Tunisian police took Ahmed Gam from the shop where he worked, accused him of looting during recent protests, and beat him so badly during his detention last month that he lost a testicle, he said.
Lying in bed in his parents’ home in Bennane, near the coastal city of Monastir, Gam, 21, could not stand without help and cried as he described police beating and burning his genitals.
His account was supported, in part, by a hospital report viewed by Reuters.
Tunisia is widely seen as the sole relative success story of the 2011 “Arab spring” revolts for its democratic advances. It holds regular elections and has a press that criticises the state.
But Gam’s case is one of at least 100 in which, a Tunisian and international rights group says, security forces recently used violent abuse after people engaged in protest and dissent, freedoms won during the revolution 10 years ago.
The protests, which began on Jan. 15, the day after the 10th anniversary of the revolution, have increasingly focused on abusive tactics by police.
The Interior Ministry, which has oversight of the police, said it would not comment on ongoing cases, including Gam’s, when asked by Reuters. But it denounced allegations against police as “attacks aimed to undermine the credibility of its structures” and said it sought a balance between upholding rights and enforcing the law.
“Some individual mistakes happen but ... we have maintained self restraint despite provocations,” said Jamel Jarboui, spokesman for the national syndicate of security forces, a police union.
A judge in Monastir is investigating Gam’s complaint of torture. The family gave the judge the report from Sahloul Hospital in Sousse describing Gam’s admission on Jan. 30 with “testicular trauma” and a decision to remove the testicle.
The document, viewed by Reuters, is stamped by both the hospital and the Monastir Court of First Instance and dated Feb. 4. An official at the hospital, who asked to remain anonymous, confirmed Gam was hospitalised on Jan. 30 and his testicle removed.
The judge could not be reached for comment but the state news agency TAP cited a court spokeswoman as saying he had opened an investigation for torture which caused the loss of an organ after seeing the doctor’s document and hearing from the plaintiff.
The judge has asked three people to appear before him on Monday in connection with the case, TAP reported.
The recent unrest, which began on the day after the 10th anniversary of the revolution, started as clashes at night between police and youths in poor city districts before spreading to daylight protests.
While the protests initially targeted inequality, they later focused more on anger at police abuses, with demonstrators last week shouting: “police everywhere, justice nowhere”.
TORTURE
Gam denies having taken part in the protests as well as the accusations of looting. He said police seized him on Jan. 27 while he was at work and started hitting him in the face as soon as they put him in their vehicle.
They took him to a detention centre in Monastir, tied his feet to the legs of a table “like a chicken” and then beat him in the groin with sticks, he said.
“I told them I would die,” he said.
They then removed his clothes. “One of them took a lighter and put it to each testicle,” he said. The policeman stopped when a colleague told him to, Gam said.
A group of seven police continued to torture him for more than an hour, he said. He was then held for two days without medical treatment.

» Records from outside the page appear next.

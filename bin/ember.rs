use anyhow::Error as Failure;
use clap::Parser;
use ember::uci::{Outbound, Uci, UciParser};
use futures::channel::mpsc::unbounded;
use futures::executor::block_on;
use futures::sink::unfold as sink;
use std::future::ready;
use std::io::{prelude::*, stdin, stdout};
use std::thread;

#[derive(Debug, Parser)]
#[clap(name = "Ember", version)]
#[clap(help_template = "
{name} v{version}

{name} is a UCI chess engine.
It is released as free software under the terms of the GNU GPLv3 license.
")]
struct Cli {}

fn main() -> Result<(), Failure> {
    let _args = Cli::parse();

    let (tx, input) = unbounded();

    thread::spawn(move || {
        let mut parser = UciParser::default();
        let mut lines = stdin().lock().lines();
        while let Some(Ok(line)) = lines.next() {
            match line.trim() {
                "" => continue,
                trimmed => match parser.parse(trimmed) {
                    Err(e) => eprintln!("info string ignored command, {e}"),
                    Ok(cmd) => match tx.unbounded_send(cmd) {
                        Ok(()) => continue,
                        Err(_) => break,
                    },
                },
            }
        }
    });

    let handle = thread::spawn(move || {
        let mut stdout = stdout().lock();
        let output = sink((), move |(), o: Outbound| {
            ready(writeln!(stdout, "{o}").and_then(|()| stdout.flush()))
        });

        let mut output = Box::pin(output);
        block_on(Uci::new(input, &mut output).run())?;
        Ok::<_, Failure>(())
    });

    handle.join().expect("the UCI thread panicked")
}
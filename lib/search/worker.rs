use crate::chess::{Color, Move, Piece, Position, Role, Square, Zobrist};
use crate::eval::{Evaluator, Value, MAX_PLY, PIECE_VALUE_EG, PIECE_VALUE_MG, TEMPO};
use crate::search::*;
use crate::syzygy::Tablebase;
use crate::util::Assume;
use arrayvec::ArrayVec;
use futures::channel::mpsc::UnboundedSender;
use rand::rngs::SmallRng;
use rand::SeedableRng;
use std::time::Duration;

const TT_HIT_AVERAGE_WINDOW: u64 = 4096;
const TT_HIT_AVERAGE_RESOLUTION: u64 = 1024;

const RAZOR_MARGIN: i32 = 510;

#[inline(always)]
fn futility_margin(depth: Depth, improving: bool) -> i32 {
    234 * (depth - improving as i32)
}

#[inline(always)]
fn futility_move_count(improving: bool, depth: Depth) -> i32 {
    (3 + depth * depth) / (2 - improving as i32)
}

#[inline(always)]
fn excluded_key(key: Zobrist, excluded: Option<Move>) -> Zobrist {
    match excluded {
        None => key,
        Some(m) => key ^ (m.bits() as u64).wrapping_mul(0x9E3779B97F4A7C15),
    }
}

/// The heuristic tables owned by a worker thread.
///
/// Created at worker start, cleared on `ucinewgame`, and written only by
/// the owning thread.
#[derive(Debug, Default, Clone)]
pub struct Histories {
    pub main: ButterflyHistory,
    pub low_ply: LowPlyHistory,
    pub capture: CaptureHistory,
    pub continuation: ContinuationHistory,
    pub counters: CounterMoveHistory,
}

impl Histories {
    pub fn clear(&mut self) {
        self.main.clear();
        self.low_ply.clear();
        self.capture.clear();
        self.continuation.clear();
        self.counters.clear();
    }
}

/// What a worker hands back when the search concludes.
#[derive(Debug)]
pub struct WorkerReport {
    pub root_moves: Vec<RootMove>,
    pub completed_depth: Depth,
    pub histories: Histories,
    pub time_reduction: f64,
}

/// A single search thread.
pub struct Worker<'a> {
    id: usize,
    threads: usize,
    ctrl: &'a Control,
    tt: &'a TranspositionTable,
    crumbs: &'a Breadcrumbs,
    tb: &'a Tablebase,
    options: &'a Options,
    sink: Option<UnboundedSender<Info>>,

    root: Position,
    evaluator: Evaluator,
    stack: Stack,
    pub histories: Histories,
    reductions: Vec<i32>,
    rng: SmallRng,

    pub root_moves: Vec<RootMove>,
    root_depth: Depth,
    pub completed_depth: Depth,
    sel_depth: i32,
    nodes: u64,
    calls_cnt: i64,
    tt_hit_average: u64,
    nmp_min_ply: i32,
    nmp_color: Color,
    pv_idx: usize,
    pv_last: usize,
    failed_high_cnt: i32,
    search_again_counter: i32,
    best_move_changes: f64,
    ct: i32,

    tb_cardinality: usize,
    tb_probe_depth: Depth,
    tb_use_rule50: bool,
    pub root_in_tb: bool,

    best_previous_score: Value,
    previous_time_reduction: f64,
    time_reduction: f64,
    iter_value: [Value; 4],
}
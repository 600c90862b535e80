use derive_more::with_trait::{Display, Error};
use std::str::FromStr;

/// The type of a chess [`Piece`][`crate::chess::Piece`].
#[derive(Debug, Copy, Clone, Eq, PartialEq, Ord, PartialOrd, Hash)]
#[cfg_attr(test, derive(test_strategy::Arbitrary))]
#[repr(u8)]
pub enum Role {
    Pawn,
    Knight,
    Bishop,
    Rook,
    Queen,
    King,
}

impl Role {
    /// An iterator over all roles, pawn first.
    #[inline(always)]
    pub fn iter() -> impl DoubleEndedIterator<Item = Role> {
        use Role::*;
        [Pawn, Knight, Bishop, Rook, Queen, King].into_iter()
    }

    #[inline(always)]
    pub const fn index(self) -> usize {
        self as usize
    }

    #[inline(always)]
    pub const fn from_index(idx: u8) -> Self {
        use Role::*;
        match idx {
            0 => Pawn,
            1 => Knight,
            2 => Bishop,
            3 => Rook,
            4 => Queen,
            _ => King,
        }
    }
}

impl Display for Role {
    fn fmt(&self, f: &mut std::fmt::Formatter<'_>) -> std::fmt::Result {
        f.write_str(match self {
            Role::Pawn => "p",
            Role::Knight => "n",
            Role::Bishop => "b",
            Role::Rook => "r",
            Role::Queen => "q",
            Role::King => "k",
        })
    }
}

/// The reason why parsing [`Role`] failed.
#[derive(Debug, Display, Clone, Eq, PartialEq, Error)]
#[display("failed to parse role")]
pub struct ParseRoleError;

impl FromStr for Role {
    type Err = ParseRoleError;

    #[inline(always)]
    fn from_str(s: &str) -> Result<Self, Self::Err> {
        match s {
            "p" => Ok(Role::Pawn),
            "n" => Ok(Role::Knight),
            "b" => Ok(Role::Bishop),
            "r" => Ok(Role::Rook),
            "q" => Ok(Role::Queen),
            "k" => Ok(Role::King),
            _ => Err(ParseRoleError),
        }
    }
}

#[cfg(test)]
mod tests {
    use super::*;
    use test_strategy::proptest;

    #[proptest]
    fn parsing_printed_role_is_an_identity(r: Role) {
        assert_eq!(r.to_string().parse(), Ok(r));
    }

    #[proptest]
    fn role_survives_index_round_trip(r: Role) {
        assert_eq!(Role::from_index(r.index() as u8), r);
    }
}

To end the assault, he said he told police he “stole everything”, a confession he told Reuters was untrue.
After two days police took him to hospital in the nearby city of Sousse, his testicle swollen and blackened. Doctors then removed it, he said.
After his operation he was returned to custody and still faces prosecution for looting. However, the judge ordered his release while under investigation because of his medical condition, he said.
Apart from viewing the medical records, Reuters was not able to independently corroborate his account.
ANGER
Monther Charni, head of the Tunisia Organisation Against Torture, said he knew of more than 100 cases of ill treatment in detention. Abuses also included beatings, rape threats, stripping detainees naked and fabricating charges, he said.
Amnesty International North Africa director Amna Guellali also said the organisation had documented eight cases and believed police abuses during the recent unrest to be widespread.
Mohammed Hdaya from Kasserine told Reuters by phone that police accused him of incitement against the security forces in Facebook posts in support of the protests. They arrested him, beat him, removed his clothes and photographed him, Hdaya said. He denies incitement and said the judge rejected the charges but police continued to harass him.
“Is this a country of law?” he said.
Hamza Nassri Jeridi, a prominent activist and blogger, told Reuters he was detained on Jan. 17 after being accused of taking part in an illegal protest. He was held for three days in a crowded and dirty cell with no mattress or blanket.
Water was only available from a dirty tap in the cell. Food was served during the day but because he was taken to court each morning and returned at night he was not fed for three days, he said.
As with the case of Gam, the Interior ministry said it would not comment on ongoing cases. Reuters was unable to independently corroborate Jeridi and Hdaya’s accounts.